All the privileges and accoutrements of power could not save the PDP. At the party’s national convention in November 2013 in Abuja, five governors — Rabiu Kwankwaso of Kano; Aliyu Wamakko of Sokoto; Abdulfatah Ahmed of Kwara; Murtala Nyako of Adamawa, and Rotimi Amaechi of Rivers — staged a walk-out and formally joined the All Progressives Congress (APC). Two other governors joined the procession to inter the PDP.
‘’The centre could no longer hold, and things fell apart’’. The precipitates for the collision began under Alhaji Bamanga Tukur, but it was Adamu Mu’azu, as national chairman, who presided over the eventual inhumation of the PDP.

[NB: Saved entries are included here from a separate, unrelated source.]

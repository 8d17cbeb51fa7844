//! Seam to the external multimodal encoder.
//!
//! The encoder itself (GNN aggregation, projection heads, fusion) is
//! an external collaborator; this crate only consumes its output: one
//! raw per-modality view, one aggregated hidden-state view, and the
//! concatenated joint embedding.

use candle_core::Tensor;

use crate::error::AlignResult;
use crate::types::Modality;

/// Per-modality embedding tables for one view. Each present table has
/// shape `[num_entities, dim]` with dense entity ids `0..num_entities`
/// as row indices; an absent modality has no table at all.
#[derive(Debug, Clone, Default)]
pub struct ModalityEmbeddings {
    tables: [Option<Tensor>; Modality::COUNT],
}

impl ModalityEmbeddings {
    pub fn new() -> Self {
        Self::default()
    }

    /// Builder-style setter.
    pub fn with(mut self, modality: Modality, table: Tensor) -> Self {
        self.tables[modality.index()] = Some(table);
        self
    }

    pub fn set(&mut self, modality: Modality, table: Tensor) {
        self.tables[modality.index()] = Some(table);
    }

    pub fn get(&self, modality: Modality) -> Option<&Tensor> {
        self.tables[modality.index()].as_ref()
    }
}

/// The two embedding views plus the joint embedding produced by one
/// encoder call. Embeddings are fresh per call; nothing here is
/// persisted by the core.
#[derive(Debug, Clone)]
pub struct EncodedViews {
    /// Raw per-modality view (pre-aggregation).
    pub modal: ModalityEmbeddings,
    /// Aggregated hidden-state view (post-aggregation).
    pub hidden: ModalityEmbeddings,
    /// Concatenated joint embedding, `[num_entities, joint_dim]`.
    pub joint: Tensor,
}

/// External encoder collaborator. One call covers the full entity
/// table; the orchestrator does the batch indexing.
pub trait MultiModalEncoder {
    /// Produce both views and the joint embedding for all entities.
    fn encode(&self) -> AlignResult<EncodedViews>;

    /// Total number of entities across both graphs.
    fn num_entities(&self) -> usize;
}
impl CompiledSchedule {
    /// Compile a schedule pattern
    ///
    /// # Examples
    ///
    /// ```
    /// use cronbeat::CompiledSchedule;
    ///
    /// // Every 5 minutes at second 0
    /// let schedule = CompiledSchedule::compile("0 */5 * * * *").unwrap();
    ///
    /// // Every weekday at 9 AM
    /// let schedule = CompiledSchedule::compile("0 0 9 * * mon-fri").unwrap();
    ///
    /// // Every 90 seconds, counted from compile time
    /// let schedule = CompiledSchedule::compile("@every 1m30s").unwrap();
    /// ```
    pub fn compile(pattern: &str) -> Result<Self> {
        let trimmed = pattern.trim();

        if let Some(rest) = trimmed.strip_prefix('@') {
            return Self::compile_alias(trimmed, rest);
        }

        Self::compile_fields(trimmed, trimmed)
    }

    /// Expand an `@alias` or `@every <duration>` pattern
    fn compile_alias(pattern: &str, rest: &str) -> Result<Self> {
        let lower = rest.to_ascii_lowercase();

        if lower == "every" || lower.starts_with("every ") {
            let arg = lower["every".len()..].trim();
            if arg.is_empty() {
                return Err(CronError::InvalidDuration(
                    "@every requires a duration argument".to_string(),
                ));
            }
            let duration = humantime::parse_duration(arg)
                .map_err(|e| CronError::InvalidDuration(format!("'{}': {}", arg, e)))?;
            let every_secs = duration.as_secs() as i64;
            if every_secs == 0 {
                return Err(CronError::InvalidDuration(format!(
                    "'{}' is shorter than one second",
                    arg
                )));
            }
            return Ok(Self {
                pattern: pattern.to_string(),
                every_secs,
                created_at: Utc::now(),
                seconds: BTreeSet::new(),
                minutes: BTreeSet::new(),
                hours: BTreeSet::new(),
                days: BTreeSet::new(),
                months: BTreeSet::new(),
                weekdays: BTreeSet::new(),
            });
        }

        let expanded = match lower.as_str() {
            "yearly" | "annually" => "0 0 0 1 1 *",
            "monthly" => "0 0 0 1 * *",
            "weekly" => "0 0 0 * * 0",
            "daily" | "midnight" => "0 0 0 * * *",
            "hourly" => "0 0 * * * *",
            _ => return Err(CronError::UnknownAlias(pattern.to_string())),
        };

        Self::compile_fields(pattern, expanded)
    }

    /// Parse a six-field pattern into match sets
    fn compile_fields(pattern: &str, fields: &str) -> Result<Self> {
        let parts: Vec<&str> = fields.split_whitespace().collect();

        if parts.len() != 6 {
            return Err(CronError::InvalidPattern(format!(
                "expected 6 fields, got {} in '{}'",
                parts.len(),
                pattern
            )));
        }

        let seconds = parse_field(parts[0], 0, 59, "second", None, false)?;
        let minutes = parse_field(parts[1], 0, 59, "minute", None, false)?;
        let hours = parse_field(parts[2], 0, 23, "hour", None, false)?;
        let days = parse_field(parts[3], 1, 31, "day", None, true)?;
        let months = parse_field(parts[4], 1, 12, "month", Some(&MONTH_NAMES), false)?;
        let weekdays = parse_field(parts[5], 0, 6, "weekday", Some(&WEEKDAY_NAMES), true)?;

        Ok(Self {
            pattern: pattern.to_string(),
            every_secs: 0,
            created_at: Utc::now(),
            seconds,
            minutes,
            hours,
            days,
            months,
            weekdays,
        })
    }

    /// Whether this schedule is in interval mode (`@every`)
    pub fn is_interval(&self) -> bool {
        self.every_secs > 0
    }

    /// Interval length in seconds; 0 in field mode
    pub fn every_secs(&self) -> i64 {
        self.every_secs
    }

    /// Compile timestamp; the anchor for interval schedules
    pub fn created_at(&self) -> DateTime<Utc> {
        self.created_at
    }

    /// Check whether a time satisfies this schedule, ignoring drift state
    ///
    /// Interval schedules match whole multiples of the interval counted from
    /// the compile-time anchor; field schedules require every set to contain
    /// the corresponding component of `t`.
    pub fn matches(&self, t: &DateTime<Utc>) -> bool {
        if self.is_interval() {
            let delta = t.timestamp() - self.created_at.timestamp();
            return delta > 0 && delta % self.every_secs == 0;
        }

        self.seconds.contains(&t.second())
            && self.minutes.contains(&t.minute())
            && self.hours.contains(&t.hour())
            && self.days.contains(&t.day())
            && self.months.contains(&t.month())
            && self.weekdays.contains(&t.weekday().num_days_from_sunday())
    }

    /// Smallest interval between two fires of this schedule, in seconds
    ///
    /// Used as the re-fire guard at match time: a delayed heartbeat must not
    /// trigger a fixed-second field twice inside the same granular window.
    pub(crate) fn min_interval_secs(&self) -> i64 {
        if self.is_interval() {
            self.every_secs
        } else if self.seconds.len() > 1 {
            1
        } else if self.minutes.len() > 1 {
            60
        } else if self.hours.len() > 1 {
            3_600
        } else {
            86_400
        }
    }

    /// Calculate the next matching time strictly after the given time
    ///
    /// Classic carry algorithm: advance month, then day (AND weekday), hour,
    /// minute, second, truncating lower-order fields on every carry. Returns
    /// `None` when nothing matches within five years (e.g. `0 0 0 30 2 *`).
    pub fn next_after(&self, after: DateTime<Utc>) -> Option<DateTime<Utc>> {
        if self.is_interval() {
            let anchor = self.created_at.timestamp();
            let from = after.timestamp();
            let n = if from < anchor {
                1
            } else {
                (from - anchor) / self.every_secs + 1
            };
            return Utc.timestamp_opt(anchor + n * self.every_secs, 0).single();
        }

        let mut t = (after + Duration::seconds(1)).with_nanosecond(0)?;
        let bound = Utc
            .with_ymd_and_hms(after.year() + 5, 12, 31, 23, 59, 59)
            .single()?;

        loop {
            if t > bound {
                return None;
            }
            if !self.months.contains(&t.month()) {
                t = start_of_next_month(&t)?;
                continue;
            }
            if !self.days.contains(&t.day())
                || !self.weekdays.contains(&t.weekday().num_days_from_sunday())
            {
                t = start_of_next_day(&t)?;
                continue;
            }
            if !self.hours.contains(&t.hour()) {
                t = t.with_minute(0)?.with_second(0)? + Duration::hours(1);
                continue;
            }
            if !self.minutes.contains(&t.minute()) {
                t = t.with_second(0)? + Duration::minutes(1);
                continue;
            }
            if !self.seconds.contains(&t.second()) {
                t += Duration::seconds(1);
                continue;
            }
            return Some(t);
        }
    }

    /// Get a human-readable description of the schedule
    pub fn describe(&self) -> String {
        if self.is_interval() {
            let d = std::time::Duration::from_secs(self.every_secs as u64);
            return format!("every {}", humantime::format_duration(d));
        }

        let mut parts = Vec::new();

        if self.seconds.len() == 60 {
            parts.push("every second".to_string());
        } else if self.seconds.len() > 1 {
            parts.push(format!("at seconds {:?}", self.seconds));
        }

        if self.minutes.len() == 60 {
            parts.push("every minute".to_string());
        } else if self.minutes.len() == 1 {
            let min = self.minutes.first().copied().unwrap_or(0);
            if min == 0 {
                parts.push("at the start of the hour".to_string());
            } else {
                parts.push(format!("at minute {}", min));
            }
        } else {
            parts.push(format!("at minutes {:?}", self.minutes));
        }

        if self.hours.len() < 24 {
            if self.hours.len() == 1 {
                let hour = self.hours.first().copied().unwrap_or(0);
                parts.push(format!("at {}:00", hour));
            } else {
                parts.push(format!("during hours {:?}", self.hours));
            }
        }

        if self.days.len() < 31 {
            parts.push(format!("on days {:?}", self.days));
        }

        if self.months.len() < 12 {
            parts.push(format!("in months {:?}", self.months));
        }

        if self.weekdays.len() < 7 {
            let names: Vec<&str> = self
                .weekdays
                .iter()
                .map(|&d| match d {
                    0 => "Sun",
                    1 => "Mon",
                    2 => "Tue",
                    3 => "Wed",
                    4 => "Thu",
                    5 => "Fri",
                    6 => "Sat",
                    _ => "?",
                })
                .collect();
            parts.push(format!("on {}", names.join(", ")));
        }

        parts.join(", ")
    }

    #[cfg(test)]
    pub(crate) fn with_anchor(mut self, anchor: DateTime<Utc>) -> Self {
        self.created_at = anchor;
        self
    }
}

He could not keep the party together, or rather, he did not work to keep the party together. It was noised that Mu’azu betrayed former President Goodluck Jonathan – Jonathan himself alleged this. But the former PDP national chairman denied the allegation.
Managing a political party is an onerous task. It takes extreme levels of tact, temperance, fortitude, and smarts. There are often conflicting interests within a party, and it takes a surfeit of percipience to manage them.
The APC has had its fair share of domestic crisis. The past national chairmen of the party left in a rather unceremonious note. In June 2020, the party dissolved the Adams Oshiomhole-led national working committee (NWC) and appointed Mai Mala Buni, governor of Yobe state, as the chairman of the national caretaker committee.
The chief responsibility of the committee was to hold an elective convention where substantive members of the NWC would be elected.
However, it became knotty for this to happen as high-level political manoeuvrings arrested the plan. In March 2022, about two years after the Buni caretaker committee was inaugurated, an elective national convention was eventually held.
Before the convention, Buni was accused of seeking to succeed himself and of throwing a spanner in the works by allegedly initiating a lawsuit against the convention. The APC was witnessing a Dunkirk, but the intervention of some governors and the president forestalled an immanent seizure.
However, it seems the party has found a lodestar in Alhaji Abdullahi Adamu, former governor of Nasarawa state. Alhaji Adamu became the national chairman of the APC at the party’s elective national convention in March 2022.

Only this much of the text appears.